- _Stored data_:
*** Block opens ***
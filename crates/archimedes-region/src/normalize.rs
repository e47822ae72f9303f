//! Approximate head-on view of the board from its corner markers.
//!
//! Each marker is a printed square. For every marker we solve the
//! perspective transform that maps its observed quadrilateral onto an
//! axis-aligned square anchored at its top-left corner, with side equal to
//! the column offset between its first two corners. The per-marker transforms are averaged
//! coefficient-by-coefficient and the full frame is warped through the
//! result.
//!
//! The averaged matrix is not a geometric blend of the per-marker
//! transforms, and the result is only approximately rectified: some residual
//! skew remains when the markers disagree.

use archimedes_core::{homography_from_4pt, warp_perspective_rgb, Homography};
use archimedes_markers::{Marker, MarkerSet};
use image::{Rgb, RgbImage};
use nalgebra::Point2;
use serde::{Deserialize, Serialize};

#[cfg(feature = "tracing")]
use tracing::instrument;

#[derive(thiserror::Error, Debug, Clone, PartialEq, Eq)]
pub enum NormalizeError {
    #[error("need at least {required} markers to normalize, found {found}")]
    TooFewMarkers { found: usize, required: usize },
    #[error("marker {id} has a degenerate quadrilateral")]
    DegenerateMarker { id: u32 },
    #[error("averaged perspective transform is not invertible")]
    NonInvertible,
}

/// Size of the canvas the normalized image is drawn on.
#[derive(Clone, Copy, Debug, Default, PartialEq, Eq, Serialize, Deserialize)]
#[serde(tag = "kind", rename_all = "snake_case")]
pub enum CanvasPolicy {
    /// Same size as the input frame. Content pushed outside is clipped.
    #[default]
    Input,
    /// Grow (or shrink) the canvas to the bounding box of the warped input
    /// frame, shifted so it starts at the origin. Each side is capped at
    /// `max_side` pixels.
    FitWarped { max_side: u32 },
}

/// Parameters of the perspective normalizer.
#[derive(Clone, Debug, PartialEq, Serialize, Deserialize)]
#[serde(default)]
pub struct NormalizeParams {
    /// Minimal number of markers required to attempt normalization.
    pub min_markers: usize,
    pub canvas: CanvasPolicy,
    /// Color of canvas pixels that map outside the input frame.
    pub border_rgb: [u8; 3],
}

impl Default for NormalizeParams {
    fn default() -> Self {
        Self {
            min_markers: 2,
            canvas: CanvasPolicy::Input,
            border_rgb: [0, 0, 0],
        }
    }
}

/// A warped frame and the transform that produced it.
#[derive(Clone, Debug)]
pub struct NormalizedBoard {
    pub image: RgbImage,
    /// Camera pixel -> normalized pixel (canvas offset included).
    pub transform: Homography,
}

/// Transform that straightens one marker into an axis-aligned square.
///
/// The square keeps the marker's top-left corner and uses the x offset
/// from corner 0 to corner 1 as its side, so a tilted marker shrinks by the
/// cosine of its tilt. This assumes the detector reports corners 0 and 1 as
/// the adjacent top-left/top-right pair; a detector with a rotated winding
/// silently yields a wrong side length.
pub fn marker_straightening_transform(marker: &Marker) -> Option<Homography> {
    let side = marker.top_edge_width();
    if !side.is_finite() || side <= f32::EPSILON {
        return None;
    }
    let tl = marker.corners[0];
    let target = [
        tl,
        Point2::new(tl.x + side, tl.y),
        Point2::new(tl.x + side, tl.y + side),
        Point2::new(tl.x, tl.y + side),
    ];
    homography_from_4pt(&marker.corners, &target)
}

/// Element-wise average of every marker's straightening transform.
pub fn averaged_transform(markers: &MarkerSet) -> Result<Homography, NormalizeError> {
    let transforms = markers
        .iter()
        .map(|m| {
            marker_straightening_transform(m).ok_or(NormalizeError::DegenerateMarker { id: m.id })
        })
        .collect::<Result<Vec<_>, _>>()?;

    Homography::mean(&transforms).ok_or(NormalizeError::TooFewMarkers {
        found: 0,
        required: 1,
    })
}

/// Warps frames into an approximately head-on view.
#[derive(Clone, Debug, Default)]
pub struct PerspectiveNormalizer {
    params: NormalizeParams,
}

impl PerspectiveNormalizer {
    pub fn new(params: NormalizeParams) -> Self {
        Self { params }
    }

    pub fn params(&self) -> &NormalizeParams {
        &self.params
    }

    /// Whether `markers` is large enough to attempt normalization.
    #[inline]
    pub fn accepts(&self, markers: &MarkerSet) -> bool {
        markers.len() >= self.required_markers()
    }

    fn required_markers(&self) -> usize {
        self.params.min_markers.max(1)
    }

    #[cfg_attr(
        feature = "tracing",
        instrument(
            level = "info",
            skip(self, image, markers),
            fields(width = image.width(), height = image.height(), markers = markers.len())
        )
    )]
    pub fn normalize(
        &self,
        image: &RgbImage,
        markers: &MarkerSet,
    ) -> Result<NormalizedBoard, NormalizeError> {
        if !self.accepts(markers) {
            return Err(NormalizeError::TooFewMarkers {
                found: markers.len(),
                required: self.required_markers(),
            });
        }

        let h = averaged_transform(markers)?;
        let (transform, out_w, out_h) = match self.params.canvas {
            CanvasPolicy::Input => (h, image.width(), image.height()),
            CanvasPolicy::FitWarped { max_side } => fit_canvas(&h, image, max_side)
                .unwrap_or((h, image.width(), image.height())),
        };

        log::debug!(
            "normalizing {}x{} frame from {} markers onto {}x{} canvas",
            image.width(),
            image.height(),
            markers.len(),
            out_w,
            out_h
        );

        let image = warp_perspective_rgb(
            image,
            &transform,
            out_w,
            out_h,
            Rgb(self.params.border_rgb),
        )
        .ok_or(NormalizeError::NonInvertible)?;

        Ok(NormalizedBoard { image, transform })
    }
}

/// Offset transform and canvas size covering the warped frame.
fn fit_canvas(h: &Homography, image: &RgbImage, max_side: u32) -> Option<(Homography, u32, u32)> {
    let (w, hgt) = (image.width() as f32, image.height() as f32);
    let corners = [
        Point2::new(0.0, 0.0),
        Point2::new(w, 0.0),
        Point2::new(w, hgt),
        Point2::new(0.0, hgt),
    ]
    .map(|p| h.apply(p));
    if corners.iter().any(|p| !p.x.is_finite() || !p.y.is_finite()) {
        return None;
    }

    let min_x = corners.iter().map(|p| p.x).fold(f32::INFINITY, f32::min);
    let min_y = corners.iter().map(|p| p.y).fold(f32::INFINITY, f32::min);
    let max_x = corners.iter().map(|p| p.x).fold(f32::NEG_INFINITY, f32::max);
    let max_y = corners.iter().map(|p| p.y).fold(f32::NEG_INFINITY, f32::max);

    let cap = max_side.max(1) as f32;
    let out_w = (max_x - min_x).ceil().clamp(1.0, cap) as u32;
    let out_h = (max_y - min_y).ceil().clamp(1.0, cap) as u32;

    let shift = Homography::translation(-(min_x as f64), -(min_y as f64));
    Some((shift.compose(h), out_w, out_h))
}
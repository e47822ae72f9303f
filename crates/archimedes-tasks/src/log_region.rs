use archimedes_commands::{CommandHandler, HandlerError};
use image::RgbImage;

/// Handler without side effects besides a log line per region.
#[derive(Clone, Debug)]
pub struct LogRegion {
    label: String,
    seen: u64,
}

impl LogRegion {
    pub fn new(label: impl Into<String>) -> Self {
        Self {
            label: label.into(),
            seen: 0,
        }
    }

    pub fn seen(&self) -> u64 {
        self.seen
    }
}

impl CommandHandler for LogRegion {
    fn handle(&mut self, region: &RgbImage) -> Result<(), HandlerError> {
        self.seen += 1;
        log::info!(
            "{}: region #{} ({}x{})",
            self.label,
            self.seen,
            region.width(),
            region.height()
        );
        Ok(())
    }
}
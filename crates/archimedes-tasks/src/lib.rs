//! Command handlers.
//!
//! - [`SavePicture`]: write each region to a directory.
//! - [`LogRegion`]: log each region.
//! - [`OcrEvaluate`]: recognize handwritten math with a [`MarkupRecognizer`]
//!   and evaluate it with a [`ComputeKernel`] such as [`WolframScript`].
//! - [`BackgroundHandler`]: run any handler on a worker thread.

mod background;
mod evaluate;
mod kernel;
mod log_region;
mod recognize;
mod save_picture;

pub use background::BackgroundHandler;
pub use evaluate::{Evaluation, OcrEvaluate};
pub use kernel::{tex_to_expression, ComputeKernel, KernelError, WolframScript};
pub use log_region::LogRegion;
pub use recognize::{MarkupRecognizer, Recognition, RecognitionError, RecognitionPolicy};
pub use save_picture::SavePicture;
//! Hue/saturation/value conversion on the 8-bit OpenCV scale.
//!
//! Hue is stored as half-degrees in `[0, HUE_RANGE)`, saturation and value in
//! `[0, 255]`. Pen colors in configuration files are written on this scale
//! (blue ≈ 120, green ≈ 60, red ≈ 0).

use image::Rgb;
use serde::{Deserialize, Serialize};

/// Number of distinct hue values; hue arithmetic wraps modulo this.
pub const HUE_RANGE: i32 = 180;

#[derive(Clone, Copy, Debug, PartialEq, Eq, Hash, Serialize, Deserialize)]
pub struct Hsv {
    pub h: u8,
    pub s: u8,
    pub v: u8,
}

impl Hsv {
    pub const fn new(h: u8, s: u8, v: u8) -> Self {
        Self { h, s, v }
    }

    /// Inverse of [`rgb_to_hsv`], up to rounding.
    pub fn to_rgb(self) -> Rgb<u8> {
        let v = self.v as f32;
        let s = self.s as f32 / 255.0;
        let c = v * s;
        let hp = (self.h as f32 * 2.0) / 60.0;
        let x = c * (1.0 - ((hp % 2.0) - 1.0).abs());
        let (r, g, b) = match hp as u32 {
            0 => (c, x, 0.0),
            1 => (x, c, 0.0),
            2 => (0.0, c, x),
            3 => (0.0, x, c),
            4 => (x, 0.0, c),
            _ => (c, 0.0, x),
        };
        let m = v - c;
        let q = |u: f32| (u + m).round().clamp(0.0, 255.0) as u8;
        Rgb([q(r), q(g), q(b)])
    }
}

/// Convert one RGB pixel to HSV.
pub fn rgb_to_hsv(px: Rgb<u8>) -> Hsv {
    let [r, g, b] = px.0.map(i32::from);
    let v = r.max(g).max(b);
    let min = r.min(g).min(b);
    let diff = v - min;

    let s = if v == 0 {
        0
    } else {
        ((diff as f32 * 255.0) / v as f32).round() as i32
    };

    let h = if diff == 0 {
        0.0
    } else {
        let d = diff as f32;
        let deg = if v == r {
            60.0 * (g - b) as f32 / d
        } else if v == g {
            120.0 + 60.0 * (b - r) as f32 / d
        } else {
            240.0 + 60.0 * (r - g) as f32 / d
        };
        if deg < 0.0 {
            deg + 360.0
        } else {
            deg
        }
    };
    let h = ((h * 0.5).round() as i32).rem_euclid(HUE_RANGE);

    Hsv {
        h: h as u8,
        s: s.clamp(0, 255) as u8,
        v: v as u8,
    }
}

/// Shortest distance between two hues on the wrapped hue circle.
#[inline]
pub fn hue_distance(a: i32, b: i32) -> i32 {
    let d = (a - b).rem_euclid(HUE_RANGE);
    d.min(HUE_RANGE - d)
}
use image::RgbImage;

type BoxError = Box<dyn std::error::Error + Send + Sync + 'static>;

#[derive(thiserror::Error, Debug)]
pub enum HandlerError {
    #[error(transparent)]
    Io(#[from] std::io::Error),
    #[error(transparent)]
    Image(#[from] image::ImageError),
    #[error("command box does not overlap the frame")]
    EmptyRegion,
    #[error("recognition failed: {0}")]
    Recognition(#[source] BoxError),
    #[error("compute kernel failed: {0}")]
    Kernel(#[source] BoxError),
    #[error("{0}")]
    Other(String),
}

/// Action run on the image of every newly detected command box.
///
/// `Send` so that independent commands can run on separate threads.
pub trait CommandHandler: Send {
    fn handle(&mut self, region: &RgbImage) -> Result<(), HandlerError>;
}

/// Closures are handlers.
impl<F> CommandHandler for F
where
    F: FnMut(&RgbImage) -> Result<(), HandlerError> + Send,
{
    fn handle(&mut self, region: &RgbImage) -> Result<(), HandlerError> {
        self(region)
    }
}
*** Block closes ***
- _What is required_: Using the records above, copy word for word the line with "transforms are averaged", the line with "the perspective normalizer.", and every line between them.

- _Answer box_:
//! the column offset between its first two corners. The per-marker transforms are averaged
//! coefficient-by-coefficient and the full frame is warped through the
//! result.
//!
//! The averaged matrix is not a geometric blend of the per-marker
//! transforms, and the result is only approximately rectified: some residual
//! skew remains when the markers disagree.

use archimedes_core::{homography_from_4pt, warp_perspective_rgb, Homography};
use archimedes_markers::{Marker, MarkerSet};
use image::{Rgb, RgbImage};
use nalgebra::Point2;
use serde::{Deserialize, Serialize};

#[cfg(feature = "tracing")]
use tracing::instrument;

#[derive(thiserror::Error, Debug, Clone, PartialEq, Eq)]
pub enum NormalizeError {
    #[error("need at least {required} markers to normalize, found {found}")]
    TooFewMarkers { found: usize, required: usize },
    #[error("marker {id} has a degenerate quadrilateral")]
    DegenerateMarker { id: u32 },
    #[error("averaged perspective transform is not invertible")]
    NonInvertible,
}

/// Size of the canvas the normalized image is drawn on.
#[derive(Clone, Copy, Debug, Default, PartialEq, Eq, Serialize, Deserialize)]
#[serde(tag = "kind", rename_all = "snake_case")]
pub enum CanvasPolicy {
    /// Same size as the input frame. Content pushed outside is clipped.
    #[default]
    Input,
    /// Grow (or shrink) the canvas to the bounding box of the warped input
    /// frame, shifted so it starts at the origin. Each side is capped at
    /// `max_side` pixels.
    FitWarped { max_side: u32 },
}

/// Parameters of the perspective normalizer.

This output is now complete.